Icehouse Ventures, a VC that just closed its $110 million IVX fund, similarly found mainly local resources. Its cornerstone investor is Simplicity, a nonprofit KiwiSaver retirement plan, as well as other wealth management groups like Hobson Wealth and Harbour Asset Management — yet another sign that more institutional investors are dipping their toes into venture. That said, Icehouse has been actively trying to get more foreign LPs into the country. Its $20 million Sustainable Tech Fund launched in June 2021 in partnership with SDG Impact Japan, which anchored the fund with $10 million.
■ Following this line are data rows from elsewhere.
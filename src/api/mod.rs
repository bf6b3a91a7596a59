use chrono::NaiveDate;
use reqwest::{Response, StatusCode};
use serde::Deserialize;
use serde::de::DeserializeOwned;
use thiserror::Error;

use crate::config::Config;
use crate::models::{
    CatalogEntry, CatalogKind, Client, DocumentType, Invoice, InvoiceStatus, Page, PaymentMethod,
    Product, Salesperson,
};

#[derive(Debug, Error)]
pub enum ApiError {
    #[error("backend unreachable: {0}")]
    Transport(#[from] reqwest::Error),
    #[error("{message}")]
    Status { status: StatusCode, message: String },
}

pub type ApiResult<T> = Result<T, ApiError>;

/// Error body the backend attaches to non-2xx responses. Every field is
/// optional; plenty of errors arrive with an empty body.
#[derive(Deserialize)]
struct ErrorBody {
    message: Option<String>,
}

/// HTTP client for the invoicing backend
pub struct ApiClient {
    http: reqwest::Client,
    base_url: String,
    page_size: usize,
}

impl ApiClient {
    pub fn new(config: &Config) -> ApiResult<Self> {
        let http = reqwest::Client::builder()
            .timeout(std::time::Duration::from_secs(10))
            .build()?;

        Ok(Self {
            http,
            base_url: config.api_base_url().trim_end_matches('/').to_string(),
            page_size: config.page_size,
        })
    }

    fn url(&self, path: &str) -> String {
        format!("{}/{}", self.base_url, path)
    }

    async fn get_json<T: DeserializeOwned>(
        &self,
        path: &str,
        query: &[(&str, String)],
    ) -> ApiResult<T> {
        let url = self.url(path);
        log::debug!("GET {url} {query:?}");

        let response = self.http.get(&url).query(query).send().await?;
        decode(response).await
    }

    // Invoice operations
    pub async fn list_invoices(
        &self,
        page: usize,
        status: Option<InvoiceStatus>,
        from: Option<NaiveDate>,
        to: Option<NaiveDate>,
    ) -> ApiResult<Page<Invoice>> {
        let query = invoice_list_params(page, self.page_size, status, from, to);
        self.get_json("invoices", &query).await
    }

    pub async fn get_invoice(&self, id: i32) -> ApiResult<Invoice> {
        self.get_json(&format!("invoices/{id}"), &[]).await
    }

    pub async fn create_invoice(&self, invoice: &Invoice) -> ApiResult<Invoice> {
        let url = self.url("invoices");
        log::debug!("POST {url}");

        let response = self.http.post(&url).json(invoice).send().await?;
        decode(response).await
    }

    pub async fn update_invoice(&self, invoice: &Invoice) -> ApiResult<()> {
        let url = self.url(&format!("invoices/{}", invoice.id));
        log::debug!("PUT {url}");

        let response = self.http.put(&url).json(invoice).send().await?;
        decode_empty(response).await
    }

    // Client operations
    pub async fn list_clients(&self, page: usize, search: Option<&str>) -> ApiResult<Page<Client>> {
        let query = search_params(page, self.page_size, search);
        self.get_json("clients", &query).await
    }

    pub async fn get_client(&self, id: i32) -> ApiResult<Client> {
        self.get_json(&format!("clients/{id}"), &[]).await
    }

    pub async fn create_client(&self, client: &Client) -> ApiResult<Client> {
        let url = self.url("clients");
        log::debug!("POST {url}");

        let response = self.http.post(&url).json(client).send().await?;
        decode(response).await
    }

    pub async fn update_client(&self, client: &Client) -> ApiResult<()> {
        let url = self.url(&format!("clients/{}", client.id));
        log::debug!("PUT {url}");

        let response = self.http.put(&url).json(client).send().await?;
        decode_empty(response).await
    }

    pub async fn delete_client(&self, id: i32) -> ApiResult<()> {
        let url = self.url(&format!("clients/{id}"));
        log::debug!("DELETE {url}");

        let response = self.http.delete(&url).send().await?;
        decode_empty(response).await
    }

    // Product operations
    pub async fn list_products(
        &self,
        page: usize,
        search: Option<&str>,
    ) -> ApiResult<Page<Product>> {
        let query = search_params(page, self.page_size, search);
        self.get_json("products", &query).await
    }

    // Reference data, consumed read-only
    pub async fn document_types(&self) -> ApiResult<Vec<DocumentType>> {
        self.get_json("document-types", &[]).await
    }

    pub async fn payment_methods(&self) -> ApiResult<Vec<PaymentMethod>> {
        self.get_json("payment-methods", &[]).await
    }

    pub async fn salespeople(&self) -> ApiResult<Vec<Salesperson>> {
        self.get_json("salespeople", &[]).await
    }

    // Master-data lists (product types, categories, brands)
    pub async fn list_catalog(&self, kind: CatalogKind) -> ApiResult<Vec<CatalogEntry>> {
        self.get_json(kind.path(), &[]).await
    }

    pub async fn create_catalog(&self, kind: CatalogKind, name: &str) -> ApiResult<CatalogEntry> {
        let url = self.url(kind.path());
        log::debug!("POST {url}");

        let response = self
            .http
            .post(&url)
            .json(&serde_json::json!({ "name": name }))
            .send()
            .await?;
        decode(response).await
    }

    pub async fn update_catalog(&self, kind: CatalogKind, entry: &CatalogEntry) -> ApiResult<()> {
        let url = self.url(&format!("{}/{}", kind.path(), entry.id));
        log::debug!("PUT {url}");

        let response = self.http.put(&url).json(entry).send().await?;
        decode_empty(response).await
    }

    pub async fn delete_catalog(&self, kind: CatalogKind, id: i32) -> ApiResult<()> {
        let url = self.url(&format!("{}/{}", kind.path(), id));
        log::debug!("DELETE {url}");

        let response = self.http.delete(&url).send().await?;
        decode_empty(response).await
    }
}

/// Build the query string for the invoice list. Absent filters stay out of
/// the query entirely; the backend treats a missing parameter as "all".
fn invoice_list_params(
    page: usize,
    page_size: usize,
    status: Option<InvoiceStatus>,
    from: Option<NaiveDate>,
    to: Option<NaiveDate>,
) -> Vec<(&'static str, String)> {
    let mut query = vec![
        ("page", page.to_string()),
        ("page_size", page_size.to_string()),
    ];

    if let Some(status) = status {
        query.push(("status", status.as_param().to_string()));
    }
    if let Some(from) = from {
        query.push(("from", from.format("%Y-%m-%d").to_string()));
    }
    if let Some(to) = to {
        query.push(("to", to.format("%Y-%m-%d").to_string()));
    }

    query
}

/// Query string for searchable lists (clients, products). An empty search is
/// the same as no search.
fn search_params(
    page: usize,
    page_size: usize,
    search: Option<&str>,
) -> Vec<(&'static str, String)> {
    let mut query = vec![
        ("page", page.to_string()),
        ("page_size", page_size.to_string()),
    ];

    if let Some(term) = search {
        if !term.is_empty() {
            query.push(("search", term.to_string()));
        }
    }

    query
}

async fn decode<T: DeserializeOwned>(response: Response) -> ApiResult<T> {
    let response = check_status(response).await?;
    Ok(response.json::<T>().await?)
}

async fn decode_empty(response: Response) -> ApiResult<()> {
    check_status(response).await?;
    Ok(())
}

async fn check_status(response: Response) -> ApiResult<Response> {
    let status = response.status();
    if status.is_success() {
        return Ok(response);
    }

    let message = match response.text().await {
        Ok(body) => serde_json::from_str::<ErrorBody>(&body)
            .ok()
            .and_then(|b| b.message)
            .unwrap_or_else(|| format!("request failed with HTTP {status}")),
        Err(_) => format!("request failed with HTTP {status}"),
    };

    Err(ApiError::Status { status, message })
}

/// Build the API client from configuration
pub fn init(config: &Config) -> ApiResult<ApiClient> {
    ApiClient::new(config)
}

#[cfg(test)]
mod tests {
    use super::*;

    #[test]
    fn invoice_params_carry_active_filters() {
        let query = invoice_list_params(
            3,
            20,
            Some(InvoiceStatus::Issued),
            NaiveDate::from_ymd_opt(2024, 1, 1),
            NaiveDate::from_ymd_opt(2024, 1, 31),
        );

        assert!(query.contains(&("page", "3".to_string())));
        assert!(query.contains(&("status", "issued".to_string())));
        assert!(query.contains(&("from", "2024-01-01".to_string())));
        assert!(query.contains(&("to", "2024-01-31".to_string())));
    }

    #[test]
    fn cleared_filters_drop_out_of_the_query() {
        let query = invoice_list_params(1, 20, None, None, None);

        assert_eq!(
            query,
            vec![("page", "1".to_string()), ("page_size", "20".to_string())]
        );
    }

    #[test]
    fn empty_search_is_no_search() {
        assert_eq!(search_params(1, 20, Some("")), search_params(1, 20, None));

        let query = search_params(2, 20, Some("acme"));
        assert!(query.contains(&("search", "acme".to_string())));
    }
}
In addition, Icehouse’s $12 million fund with Outset Ventures’ Deep Tech Fund came from a mix of investors, with cornerstone investors from Europe with strong ties to the biotech industry joining in, according to Robbie Paul, Icehouse CEO.

Growth to support more growth

Investors today hope to see not only more foreign investments but also larger pools of capital coming out of New Zealand institutions like KiwiSaver. That’s one of the main objectives of Elevate, according to Elevate’s acting CEO, James Pinner, who wants to demonstrate to institutions that there are returns to be had.

“We’re going to have to grow the number of startups substantially to support the growth in investment, as well,” said Pinner. “We need to focus on making sure we’ve got better quality startups and get more expertise into scaling some of the businesses that are already being developed now. I’m hopeful over the next five years we’re going to start seeing more unicorns and real successes coming out of the market, which I think will create a positive halo effect and that’ll create the next generation of founders.”